* [YOUR OBJECTIVE] Scan the records below. List lines holding "BackendResult".

* [INPUT DATA]

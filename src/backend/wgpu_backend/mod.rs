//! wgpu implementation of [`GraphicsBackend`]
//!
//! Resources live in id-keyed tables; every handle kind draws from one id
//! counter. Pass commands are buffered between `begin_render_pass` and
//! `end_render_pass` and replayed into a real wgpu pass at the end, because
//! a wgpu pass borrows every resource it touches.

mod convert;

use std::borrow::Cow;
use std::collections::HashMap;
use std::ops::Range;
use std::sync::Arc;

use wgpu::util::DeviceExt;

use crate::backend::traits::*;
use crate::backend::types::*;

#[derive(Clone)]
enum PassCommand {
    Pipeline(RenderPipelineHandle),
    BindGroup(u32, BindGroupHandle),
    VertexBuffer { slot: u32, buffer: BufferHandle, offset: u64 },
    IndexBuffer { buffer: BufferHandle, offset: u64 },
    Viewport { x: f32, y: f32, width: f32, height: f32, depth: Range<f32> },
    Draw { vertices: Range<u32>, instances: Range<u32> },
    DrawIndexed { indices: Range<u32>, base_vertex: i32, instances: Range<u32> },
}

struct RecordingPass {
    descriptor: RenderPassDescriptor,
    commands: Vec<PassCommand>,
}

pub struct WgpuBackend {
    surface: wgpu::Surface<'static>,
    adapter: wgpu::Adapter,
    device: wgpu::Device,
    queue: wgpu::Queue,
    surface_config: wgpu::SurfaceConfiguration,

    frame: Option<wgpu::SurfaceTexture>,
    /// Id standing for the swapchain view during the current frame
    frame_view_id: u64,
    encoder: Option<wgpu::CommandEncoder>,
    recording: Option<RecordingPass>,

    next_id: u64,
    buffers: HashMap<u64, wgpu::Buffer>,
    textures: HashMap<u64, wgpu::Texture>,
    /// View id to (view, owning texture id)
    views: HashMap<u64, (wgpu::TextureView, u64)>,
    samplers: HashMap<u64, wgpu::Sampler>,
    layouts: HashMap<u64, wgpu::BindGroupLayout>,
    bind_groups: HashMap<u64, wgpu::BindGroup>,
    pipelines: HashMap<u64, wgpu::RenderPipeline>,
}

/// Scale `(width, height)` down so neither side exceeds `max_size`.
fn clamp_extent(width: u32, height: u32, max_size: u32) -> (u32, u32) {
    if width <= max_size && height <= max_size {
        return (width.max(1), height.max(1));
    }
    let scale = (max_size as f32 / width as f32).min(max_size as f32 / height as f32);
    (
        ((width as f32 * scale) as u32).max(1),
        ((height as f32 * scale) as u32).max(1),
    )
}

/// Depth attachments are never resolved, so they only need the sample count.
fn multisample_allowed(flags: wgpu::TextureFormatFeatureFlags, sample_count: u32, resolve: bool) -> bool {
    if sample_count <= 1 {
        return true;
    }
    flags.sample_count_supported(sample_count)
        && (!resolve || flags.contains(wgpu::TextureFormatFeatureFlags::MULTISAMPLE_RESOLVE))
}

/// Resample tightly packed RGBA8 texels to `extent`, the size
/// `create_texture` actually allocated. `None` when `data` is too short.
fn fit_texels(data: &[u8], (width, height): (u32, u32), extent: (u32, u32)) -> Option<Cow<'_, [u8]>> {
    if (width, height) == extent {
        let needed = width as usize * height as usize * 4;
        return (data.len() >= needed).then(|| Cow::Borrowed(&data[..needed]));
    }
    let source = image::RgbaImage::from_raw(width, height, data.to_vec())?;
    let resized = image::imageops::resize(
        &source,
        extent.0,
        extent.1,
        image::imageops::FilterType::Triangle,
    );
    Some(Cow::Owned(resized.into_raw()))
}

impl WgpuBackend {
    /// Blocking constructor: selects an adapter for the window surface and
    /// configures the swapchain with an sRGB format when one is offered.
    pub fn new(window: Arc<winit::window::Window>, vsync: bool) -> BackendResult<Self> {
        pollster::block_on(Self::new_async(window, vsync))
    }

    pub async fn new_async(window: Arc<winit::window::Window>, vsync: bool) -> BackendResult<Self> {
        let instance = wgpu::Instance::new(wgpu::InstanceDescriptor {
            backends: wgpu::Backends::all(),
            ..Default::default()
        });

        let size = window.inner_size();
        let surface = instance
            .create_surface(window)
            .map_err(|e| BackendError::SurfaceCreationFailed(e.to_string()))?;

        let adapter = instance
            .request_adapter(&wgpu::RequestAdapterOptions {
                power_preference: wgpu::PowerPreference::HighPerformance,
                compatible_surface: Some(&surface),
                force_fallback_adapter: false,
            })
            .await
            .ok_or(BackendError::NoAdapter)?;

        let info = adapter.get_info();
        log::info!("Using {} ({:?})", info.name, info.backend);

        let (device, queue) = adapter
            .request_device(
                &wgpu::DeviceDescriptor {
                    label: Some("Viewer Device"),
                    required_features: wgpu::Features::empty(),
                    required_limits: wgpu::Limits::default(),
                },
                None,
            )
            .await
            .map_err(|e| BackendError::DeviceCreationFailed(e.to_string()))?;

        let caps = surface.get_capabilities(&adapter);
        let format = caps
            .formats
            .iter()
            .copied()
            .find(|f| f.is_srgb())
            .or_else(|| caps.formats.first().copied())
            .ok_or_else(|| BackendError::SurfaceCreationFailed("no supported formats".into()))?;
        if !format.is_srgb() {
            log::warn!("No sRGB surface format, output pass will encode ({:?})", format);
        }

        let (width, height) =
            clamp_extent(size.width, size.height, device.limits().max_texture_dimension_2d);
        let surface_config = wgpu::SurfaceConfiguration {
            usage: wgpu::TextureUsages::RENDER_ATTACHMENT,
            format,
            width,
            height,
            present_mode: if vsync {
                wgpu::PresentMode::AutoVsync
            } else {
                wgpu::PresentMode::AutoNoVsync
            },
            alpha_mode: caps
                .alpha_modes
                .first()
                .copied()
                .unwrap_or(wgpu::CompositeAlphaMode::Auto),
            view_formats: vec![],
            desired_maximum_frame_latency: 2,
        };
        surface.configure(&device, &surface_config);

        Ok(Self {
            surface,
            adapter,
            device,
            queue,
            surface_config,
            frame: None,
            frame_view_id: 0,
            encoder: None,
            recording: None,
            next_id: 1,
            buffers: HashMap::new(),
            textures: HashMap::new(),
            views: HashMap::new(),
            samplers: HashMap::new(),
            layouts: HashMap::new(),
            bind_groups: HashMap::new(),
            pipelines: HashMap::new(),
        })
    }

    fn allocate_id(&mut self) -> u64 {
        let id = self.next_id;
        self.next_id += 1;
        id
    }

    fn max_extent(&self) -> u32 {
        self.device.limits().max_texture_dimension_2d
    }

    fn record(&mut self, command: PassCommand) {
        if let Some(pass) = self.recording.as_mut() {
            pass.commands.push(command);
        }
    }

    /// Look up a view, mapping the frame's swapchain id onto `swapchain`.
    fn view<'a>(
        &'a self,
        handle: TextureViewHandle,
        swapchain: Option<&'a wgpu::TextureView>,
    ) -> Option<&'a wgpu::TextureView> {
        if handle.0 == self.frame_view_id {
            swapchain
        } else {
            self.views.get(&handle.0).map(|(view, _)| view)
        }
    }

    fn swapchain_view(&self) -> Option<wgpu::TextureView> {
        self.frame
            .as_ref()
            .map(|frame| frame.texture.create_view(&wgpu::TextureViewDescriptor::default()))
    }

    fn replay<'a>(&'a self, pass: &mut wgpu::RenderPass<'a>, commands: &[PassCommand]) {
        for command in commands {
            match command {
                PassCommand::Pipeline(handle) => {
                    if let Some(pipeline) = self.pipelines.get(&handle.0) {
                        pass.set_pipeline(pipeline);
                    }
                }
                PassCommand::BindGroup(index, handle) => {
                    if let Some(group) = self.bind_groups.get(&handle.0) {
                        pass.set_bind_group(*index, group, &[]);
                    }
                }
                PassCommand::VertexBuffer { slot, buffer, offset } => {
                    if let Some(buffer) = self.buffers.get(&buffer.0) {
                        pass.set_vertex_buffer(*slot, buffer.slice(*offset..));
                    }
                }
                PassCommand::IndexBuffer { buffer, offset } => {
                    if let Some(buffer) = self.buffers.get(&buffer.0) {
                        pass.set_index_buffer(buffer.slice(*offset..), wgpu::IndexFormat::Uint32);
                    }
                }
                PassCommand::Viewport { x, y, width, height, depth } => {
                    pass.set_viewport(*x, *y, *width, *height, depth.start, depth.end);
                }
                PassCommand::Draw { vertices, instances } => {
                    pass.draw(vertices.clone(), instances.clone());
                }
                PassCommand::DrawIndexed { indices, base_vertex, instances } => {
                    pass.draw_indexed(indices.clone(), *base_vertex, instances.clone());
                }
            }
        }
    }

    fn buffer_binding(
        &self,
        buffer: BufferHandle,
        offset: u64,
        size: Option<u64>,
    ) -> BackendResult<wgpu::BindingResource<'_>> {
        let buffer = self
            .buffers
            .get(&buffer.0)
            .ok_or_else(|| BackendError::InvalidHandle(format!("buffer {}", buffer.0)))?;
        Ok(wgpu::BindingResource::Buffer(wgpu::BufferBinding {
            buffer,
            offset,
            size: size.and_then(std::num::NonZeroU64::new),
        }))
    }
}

* [EXPECTED ANSWER]
    pub fn new(window: Arc<winit::window::Window>, vsync: bool) -> BackendResult<Self> {
    pub async fn new_async(window: Arc<winit::window::Window>, vsync: bool) -> BackendResult<Self> {
    ) -> BackendResult<wgpu::BindingResource<'_>> {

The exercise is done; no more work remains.